Note que as amostras não devem ser armazenadas por mais de 14 dias. Prepare as células das outras placas de cultura repetindo passos de um a oito, um por um. Trabalhe rápido e nunca deixe as amostras no gelo por mais de 10 minutos.
Nunca manuseie todas as placas de cultura simultaneamente. Meça a concentração de proteínas. Calcule o volume do tampão de lise para normalizar a concentração de proteína entre as amostras.
Nota: um miligrama por mililitro é geralmente o melhor, no entanto, 0,3 a dois miligramas por mililitro pode ser detectável. Prepare um controle em branco adicionando 60 microliters de tampão de lise e 60 microliters de buffer de ligação a um microtubo. Prepare um controle positivo adicionando 12 microliters de proteína de controle Rho, 48 microliters de tampão de lise e 60 microliters de tampão de ligação.
Tire a placa de afinidade rho de seu saco e coloque no gelo. Dissolva o pó nos poços com 100 microliters de água gelada destilada. Mantenha a placa no gelo.
Descongele as células congeladas em um banho de água a 25 graus Celsius. Adicione o volume calculado de tampão de lise gelada a cada amostra para normalizar a concentração proteica. Transfira 60 microliters de amostras de gelo normalizadas para microtubos, e adicione 60 microliters de buffer de ligação.
Misture bem e mantenha no gelo. Remova completamente a água da microplaca por um movimento vigoroso, seguido de cinco a sete torneiras duras em um tapete de laboratório. Adicione 50 microliters das amostras normalizadas, um controle em branco e um controle positivo aos poços em duplicata.
Coloque a placa em um agitador orbital por 30 minutos a quatro graus Celsius. Nota:a velocidade do agitador deve ser definida a 300 rpm. Limpe as amostras da placa piscando e lave duas vezes com 200 microliters de tampão de lavagem de temperatura ambiente.

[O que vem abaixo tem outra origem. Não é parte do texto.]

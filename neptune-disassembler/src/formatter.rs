//! Listing output
//!
//! Renders decoded instructions as assembly text, one line per instruction
//! with its address. Debug tooling (memory viewers) feeds program words in
//! and shows the listing next to raw memory.

use crate::decoder::decode_program;
use crate::error::Result;
use neptune_spec::{Address, Instruction, Word};

/// Render one instruction as assembly text.
pub fn format_instruction(instr: &Instruction) -> String {
    instr.to_string()
}

/// Render a decoded program as an addressed listing.
pub fn format_listing(program: &[(Address, Instruction)]) -> String {
    let mut out = String::new();
    for (addr, instr) in program {
        out.push_str(&format!("{:#010x}  {}\n", addr, instr));
    }
    out
}

/// Decode and render a word stream in one step.
pub fn disassemble(words: &[Word], base: Address) -> Result<String> {
    Ok(format_listing(&decode_program(words, base)?))
}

Remova vigorosamente o tampão de lavagem dos poços após cada lavagem, seguindo-se por toques, e mantenha a placa no banco em temperatura ambiente. Adicione 200 microliters de tampão de temperatura ambiente em cada poço e incubar à temperatura ambiente por dois minutos. Retire a solução dos poços e lave três vezes com 200 microliters de tampão de lavagem de temperatura ambiente.

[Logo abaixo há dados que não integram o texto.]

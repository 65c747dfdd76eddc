//! Runtime error taxonomy
//!
//! Every error is fatal to the step that raised it; nothing is caught and
//! resumed inside the VM. The host decides whether to keep stepping.

use neptune_spec::{Address, SpecError};
use thiserror::Error;

#[derive(Debug, Clone, PartialEq, Eq, Error)]
pub enum RuntimeError {
    #[error(transparent)]
    Spec(#[from] SpecError),

    /// Access past the end of a region's backing store
    #[error("address {address:#010x} out of range for region based at {base:#010x}")]
    AddressOutOfRange { address: Address, base: Address },

    /// Address claimed by no region
    #[error("invalid memory access at {address:#010x}")]
    InvalidAddress { address: Address },

    /// Write-through attempt on boot ROM
    #[error("write to read-only ROM at {address:#010x}")]
    RomWrite { address: Address },

    #[error("division by zero at PC {pc:#010x}")]
    DivisionByZero { pc: Address },

    /// Opcode byte with no registered instruction, with fetch context
    #[error("unknown opcode {opcode:#04x} at PC {pc:#010x}")]
    UnknownOpcode { opcode: u8, pc: Address },

    #[error("invalid register index {index}")]
    InvalidRegister { index: u8 },

    /// The bump heap ran into the stack (or a push ran into the heap)
    #[error("heap/stack collision: HP {hp:#010x} has reached SP {sp:#010x}")]
    HeapStackCollision { hp: Address, sp: Address },

    /// Heap pointer override outside `[heap_start, SP)`
    #[error("invalid heap pointer {pointer:#010x}")]
    InvalidHeapPointer { pointer: Address },

    #[error("syscall {number} out of range for the {slots}-slot table")]
    SyscallOutOfRange { number: u32, slots: u32 },

    #[error("syscall {number} is not implemented")]
    SyscallNotImplemented { number: u32 },

    #[error("syscall {number} target {target:#010x} is outside mapped memory")]
    SyscallInvalidTarget { number: u32, target: Address },
}

pub type Result<T> = std::result::Result<T, RuntimeError>;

Adicione 50 microliters de um recém-preparado para 250 anticorpos primários anti-RhoA a cada poço. Coloque a placa em um agitador orbital por 45 minutos a 300 rpm, fixada em 25 graus Celsius. Retire a solução dos poços e lave três vezes com 200 microliters de tampão de lavagem à temperatura ambiente.
Adicione 50 microliters de um recém-preparado para 250 anticorpos secundários anti-RhoA a cada poço. Coloque a placa em cima de um agitador orbital por 45 minutos, a 300 rpm, fixada em 25 graus Celsius. Prepare o reagente de detecção hrp misturando volumes iguais de Reagente A e Reagente B.Flick a solução de cada poço, e lave três vezes com 200 microliters de tampão de lavagem de temperatura ambiente.
Adicione 50 microliters de reagente de detecção HRP recém-preparado a cada poço. Leia o sinal de luminescência dentro de três a cinco minutos para obter um sinal máximo. Analise os resultados usando um pacote de software apropriado.
Nossos resultados mostram que a simvastatina diminuiu a localização de RhoA na fração da membrana. O que aumentou foi o acúmulo na fração citosófica. Curiosamente, a simvastatina aumentou o GTP ligado ao RhoA.Por quê?
Esperamos que a simvastatina diminua essa atividade. É muito importante que eles meçam tanto a localização subcelular desta proteína, quanto medem a ligação GTP a esta proteína para ter uma avaliação final da atividade dos pequenos Rho GTPases.